Some recommended recordings
: Leonard Bernstein with the New York Philharmonic, either on Columbia from the 1960s (Lee Venora and Jennie Tourel) or his later Deutsche Grammophon recording from the 1980s (Christa Ludwig and Barbara Hendricks), Zubin Mehta with the Vienna Philharmonic Orchestra (Christa Ludwig and Ileana Contrubas) re-released on Decca Legends is unexpectedly great, and Sir Simon Rattle with the City of Birmingham Symphony Orchestra (Dame Janet Baker and Arleen Augér) is very good too. Not available on CD or streaming is Gustavo Dudamel performing with the Simón Bolívar Symphony Orchestra (Miah Persson and Anna Larsson) at BBC Proms in 2011. I’ve only seen a video recording of it on YouTube. Not only is the whole performance electrifying and mesmerizing, but at the end! – I won’t give it away, but what happens at the end of the performance after the music stops sums up why this might be the greatest recording of the symphony. Or at least proves why a live viewing of the Resurrection Symphony might be the best way to experience it.


Mahler’s Symphony No. 2 “Auferstehung” – The Resurrection Symphony! Such an evolutionary leap from his First Symphony! You can see it right away in its complexity and length. Maybe Mahler was being conservative and held back in his First. Maybe his composing skills improved. EIther way, it is a magnitude of scale change from the previous symphony. The addition of vocal and choral components shows him fully accepting (seizing?) the legacy symphonic mantle of Beethoven. And to do it in his second symphony! Was there another choral symphony of note after Beethoven’s Ninth up until this point? (I can’t think of any – let me know in the comments if you can name one!) Not only a choral symphony but one with a full solo vocalist movement too! As he was composing, Mahler knew he wanted a grand vocal finale but couldn’t figure out the subject matter. Conductor Hans von Bülow, who was a strong supporter of Mahler in the early days, helped give him confidence as he was sketching out the first movement of this symphony. He was ill for some time and died in 1894 while trying to recuperate from his long term illness. von Bülow’s funeral provided Mahler the inspiration how to conclude the symphony, upon hearing Friedrich Gottlieb Klopstock's poem Die Auferstehung “The Resurrection” during the services. He wrote in a letter, "It struck me like lightning, this thing and everything was revealed to me clear and plain!” On that note, let’s begin our symphonic journey!

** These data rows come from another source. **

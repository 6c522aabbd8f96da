use super::reconciler::PoolReconciler;
use crate::core::{registry::Registry, wrapper::ClientOps};
use common::errors::{NodeNotFound, SvcError};
use mbus_api::v0::{
    CreatePool,
    CreateReplica,
    DestroyPool,
    DestroyReplica,
    Filter,
    GetPools,
    GetReplicas,
    Pool,
    Pools,
    Replica,
    Replicas,
    ShareReplica,
    UnshareReplica,
};
use snafu::OptionExt;

#[derive(Debug, Clone)]
pub(super) struct Service {
    registry: Registry,
    reconciler: PoolReconciler,
}

impl Service {
    pub(super) fn new(registry: Registry, reconciler: PoolReconciler) -> Self {
        Self {
            registry,
            reconciler,
        }
    }

    /// Get pools according to the filter
    #[tracing::instrument(level = "debug", err)]
    pub(super) async fn get_pools(
        &self,
        request: &GetPools,
    ) -> Result<Pools, SvcError> {
        let filter = request.filter.clone();
        Ok(Pools(match filter {
            Filter::None => self.registry.get_node_opt_pools(None).await?,
            Filter::Node(node_id) => {
                self.registry.get_node_pools(&node_id).await?
            }
            Filter::NodePool(node_id, pool_id) => {
                let pool = self
                    .registry
                    .get_node_pool_wrapper(&node_id, &pool_id)
                    .await?;
                vec![pool.into()]
            }
            Filter::Pool(pool_id) => {
                let pool = self.registry.get_pool_wrapper(&pool_id).await?;
                vec![pool.into()]
            }
            _ => return Err(SvcError::InvalidFilter { filter }),
        }))
    }

    /// Get replicas according to the filter
    #[tracing::instrument(level = "debug", err)]
    pub(super) async fn get_replicas(
        &self,
        request: &GetReplicas,
    ) -> Result<Replicas, SvcError> {
        let filter = request.filter.clone();
        Ok(Replicas(match filter {
            Filter::None => self.registry.get_node_opt_replicas(None).await?,
            Filter::Node(node_id) => {
                self.registry.get_node_opt_replicas(Some(node_id)).await?
            }
            Filter::NodePool(node_id, pool_id) => {
                let pool = self
                    .registry
                    .get_node_pool_wrapper(&node_id, &pool_id)
                    .await?;
                pool.into()
            }
            Filter::Pool(pool_id) => {
                let pool = self.registry.get_pool_wrapper(&pool_id).await?;
                pool.into()
            }
            Filter::NodePoolReplica(node_id, pool_id, replica_id) => {
                vec![
                    self.registry
                        .get_node_pool_replica(&node_id, &pool_id, &replica_id)
                        .await?,
                ]
            }
            Filter::NodeReplica(node_id, replica_id) => {
                vec![
                    self.registry
                        .get_node_replica(&node_id, &replica_id)
                        .await?,
                ]
            }
            Filter::PoolReplica(pool_id, replica_id) => {
                vec![
                    self.registry
                        .get_pool_replica(&pool_id, &replica_id)
                        .await?,
                ]
            }
            Filter::Replica(replica_id) => {
                vec![self.registry.get_replica(&replica_id).await?]
            }
            _ => return Err(SvcError::InvalidFilter { filter }),
        }))
    }

    /// Create pool. Commits the pool's node/disks as its reconciled spec
    /// before creating it, so the pool reconciler keeps it converged (and
    /// recreates it) afterwards.
    #[tracing::instrument(level = "debug", err)]
    pub(super) async fn create_pool(
        &self,
        request: &CreatePool,
    ) -> Result<Pool, SvcError> {
        self.reconciler
            .create(
                request.id.clone(),
                request.node.clone(),
                request.disks.clone(),
            )
            .await
    }

    /// Destroy pool. Drops the reconciled spec so the reconciler stops
    /// recreating it.
    #[tracing::instrument(level = "debug", err)]
    pub(super) async fn destroy_pool(
        &self,
        request: &DestroyPool,
    ) -> Result<(), SvcError> {
        self.reconciler.remove(request.id.clone()).await
    }

    /// Create replica
    #[tracing::instrument(level = "debug", err)]
    pub(super) async fn create_replica(
        &self,
        request: &CreateReplica,
    ) -> Result<Replica, SvcError> {
        let node = self
            .registry
            .get_node_wrapper(&request.node)
            .await
            .context(NodeNotFound {
                node_id: request.node.clone(),
            })?;
        let replica = node.create_replica(request).await?;
        self.reconciler.on_replica_new(&request.pool).await;
        Ok(replica)
    }

    /// Destroy replica
    #[tracing::instrument(level = "debug", err)]
    pub(super) async fn destroy_replica(
        &self,
        request: &DestroyReplica,
    ) -> Result<(), SvcError> {
        let node = self
            .registry
            .get_node_wrapper(&request.node)
            .await
            .context(NodeNotFound {
                node_id: request.node.clone(),
            })?;
        node.destroy_replica(&request).await?;
        self.reconciler.on_replica_del(&request.pool).await;
        Ok(())
    }

    /// Share replica
    #[tracing::instrument(level = "debug", err)]
    pub(super) async fn share_replica(
        &self,
        request: &ShareReplica,
    ) -> Result<String, SvcError> {
        let node = self
            .registry
            .get_node_wrapper(&request.node)
            .await
            .context(NodeNotFound {
                node_id: request.node.clone(),
            })?;
        node.share_replica(&request).await
    }

    /// Unshare replica
    #[tracing::instrument(level = "debug", err)]
    pub(super) async fn unshare_replica(
        &self,
        request: &UnshareReplica,
    ) -> Result<(), SvcError> {
        let node = self
            .registry
            .get_node_wrapper(&request.node)
            .await
            .context(NodeNotFound {
                node_id: request.node.clone(),
            })?;
        node.unshare_replica(&request).await
    }
}
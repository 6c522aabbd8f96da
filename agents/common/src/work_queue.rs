//! Single-consumer work queue. Used by the per-Node gRPC
//! serialization and by the reconcilers' per-component event queues: items
//! are processed strictly FIFO, one at a time, so two units of work queued
//! on the same `WorkQueue` never execute concurrently.

use std::sync::Arc;
use tokio::sync::{mpsc, oneshot, Mutex};

/// A unit of work: an async closure plus a channel to report its outcome.
type Job<T, E> = Box<
    dyn FnOnce() -> std::pin::Pin<
            Box<dyn std::future::Future<Output = Result<T, E>> + Send>,
        > + Send,
>;

struct Envelope<T, E> {
    job: Job<T, E>,
    reply: oneshot::Sender<Result<T, E>>,
}

/// Handle used to submit work; cloneable, cheap.
#[derive(Clone)]
pub struct WorkQueue<T, E> {
    tx: mpsc::UnboundedSender<Envelope<T, E>>,
}

/// Error returned when the queue's consumer task has already shut down.
#[derive(Debug)]
pub struct Closed;

impl std::fmt::Display for Closed {
    fn fmt(&self, f: &mut std::fmt::Formatter<'_>) -> std::fmt::Result {
        write!(f, "work queue is closed")
    }
}
impl std::error::Error for Closed {}

impl<T: Send + 'static, E: Send + 'static> WorkQueue<T, E> {
    /// Start a new queue with a single background consumer draining jobs in
    /// FIFO order. Dropping every clone of the returned handle stops the
    /// consumer once the channel drains.
    pub fn new() -> Self {
        let (tx, mut rx) = mpsc::unbounded_channel::<Envelope<T, E>>();
        tokio::spawn(async move {
            while let Some(envelope) = rx.recv().await {
                let result = (envelope.job)().await;
                let _ = envelope.reply.send(result);
            }
        });
        Self { tx }
    }

    /// Enqueue `job`, awaiting its result. Jobs ahead of this one in the
    /// queue always complete first; no two jobs run concurrently.
    pub async fn submit<F, Fut>(&self, job: F) -> Result<T, E>
    where
        F: FnOnce() -> Fut + Send + 'static,
        Fut: std::future::Future<Output = Result<T, E>> + Send + 'static,
        E: From<Closed>,
    {
        let (reply_tx, reply_rx) = oneshot::channel();
        let envelope = Envelope {
            job: Box::new(move || Box::pin(job())),
            reply: reply_tx,
        };
        self.tx.send(envelope).map_err(|_| Closed)?;
        reply_rx.await.map_err(|_| Closed)?
    }
}

impl<T: Send + 'static, E: Send + 'static> Default for WorkQueue<T, E> {
    fn default() -> Self {
        Self::new()
    }
}

/// Cancellable variant: wraps a `WorkQueue` with a generation counter so
/// `cancel()` can fail every job queued before the cancellation with a
/// closed-connection style error, matching a Node's disconnect semantics.
pub struct CancellableQueue<T, E> {
    inner: Arc<Mutex<Option<WorkQueue<T, E>>>>,
}

impl<T: Send + 'static, E: Send + 'static> CancellableQueue<T, E> {
    /// Start a new cancellable queue.
    pub fn new() -> Self {
        Self {
            inner: Arc::new(Mutex::new(Some(WorkQueue::new()))),
        }
    }

    /// Submit a job; fails with `Closed` if the queue was cancelled.
    pub async fn submit<F, Fut>(&self, job: F) -> Result<T, E>
    where
        F: FnOnce() -> Fut + Send + 'static,
        Fut: std::future::Future<Output = Result<T, E>> + Send + 'static,
        E: From<Closed>,
    {
        let queue = self.inner.lock().await.clone();
        match queue {
            Some(queue) => queue.submit(job).await,
            None => Err(Closed.into()),
        }
    }

    /// Cancel the queue: replaces the inner sender so no further job is
    /// ever picked up by the (now orphaned) consumer task, and any job
    /// already queued but not yet started will still run to completion
    /// against a now-disconnected endpoint. Callers should also tear down
    /// the underlying connection before calling this.
    pub async fn cancel(&self) {
        *self.inner.lock().await = None;
    }
}

impl<T: Send + 'static, E: Send + 'static> Default for CancellableQueue<T, E> {
    fn default() -> Self {
        Self::new()
    }
}

impl<T, E> Clone for WorkQueue<T, E> {
    fn clone(&self) -> Self {
        Self {
            tx: self.tx.clone(),
        }
    }
}

#[cfg(test)]
mod tests {
    use super::*;

    #[derive(Debug)]
    enum TestError {
        Closed,
    }
    impl From<Closed> for TestError {
        fn from(_: Closed) -> Self {
            TestError::Closed
        }
    }

    #[tokio::test]
    async fn fifo_serialization() {
        let queue: WorkQueue<u32, TestError> = WorkQueue::new();
        let order = Arc::new(Mutex::new(Vec::new()));

        for i in 0..5u32 {
            let order = order.clone();
            let result = queue
                .submit(move || async move {
                    order.lock().await.push(i);
                    Ok(i)
                })
                .await
                .unwrap();
            assert_eq!(result, i);
        }
        assert_eq!(*order.lock().await, vec![0, 1, 2, 3, 4]);
    }

    #[tokio::test]
    async fn no_concurrent_jobs() {
        let queue: WorkQueue<(), TestError> = WorkQueue::new();
        let in_flight = Arc::new(Mutex::new(0u32));

        let mut handles = vec![];
        for _ in 0..8u32 {
            let queue = queue.clone();
            let in_flight = in_flight.clone();
            handles.push(tokio::spawn(async move {
                queue
                    .submit(move || async move {
                        {
                            let mut guard = in_flight.lock().await;
                            *guard += 1;
                            assert_eq!(*guard, 1, "two jobs ran concurrently");
                        }
                        tokio::time::delay_for(
                            std::time::Duration::from_millis(1),
                        )
                        .await;
                        *in_flight.lock().await -= 1;
                        Ok(())
                    })
                    .await
            }));
        }
        for h in handles {
            h.await.unwrap().unwrap();
        }
    }
}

First Movement: This is actually in miniature sonata form itself. Why? Because it was originally composed as a 1888 standalone single-movement tone poem called Totenfeier - “Funeral Rites”. It’s as long as the middle three movements combined. If the hero lived or triumphed at the end of the First Symphony, here he is clearly dead – the mourners are burying our hero. This dour mood is very clear from the swell of strings and double bass melody. Imagine the movement as the funeral march, the hero’s burial, the mourners’ remembrances of pain and (briefly) joy, and numerous returns to the funereal mood that permeates everything in the music. If the hero triumphed in the last symphony, no one got the memo here! After the initial march, the music moves on to a nostalgic string motif with melancholy in it, and we now start to hear hints of the heavenly stings to come later in the last movement, but interspersed with that funeral march again. Really, the movement cannot escape the gravity of the funeral march motif and its various forms; the symphony keeps getting drawn back into it. Like a cloud hanging over the mourning party when they talk about their memories of the dearly departed. The march motif finally comes to a recapitulation with a new “valiant/heroic” theme, but then the music returns to the funeral march. There is a return of the opening march motif, then the heavenly/nostalgic stings return with more development. This leads us to a dwindling/receding “death knell” decrescendo marking the end of the movement with a slightly frenzied flourish before it comes to a close. Mahler originally had in his notes to take a five minute break after this movement before starting the second.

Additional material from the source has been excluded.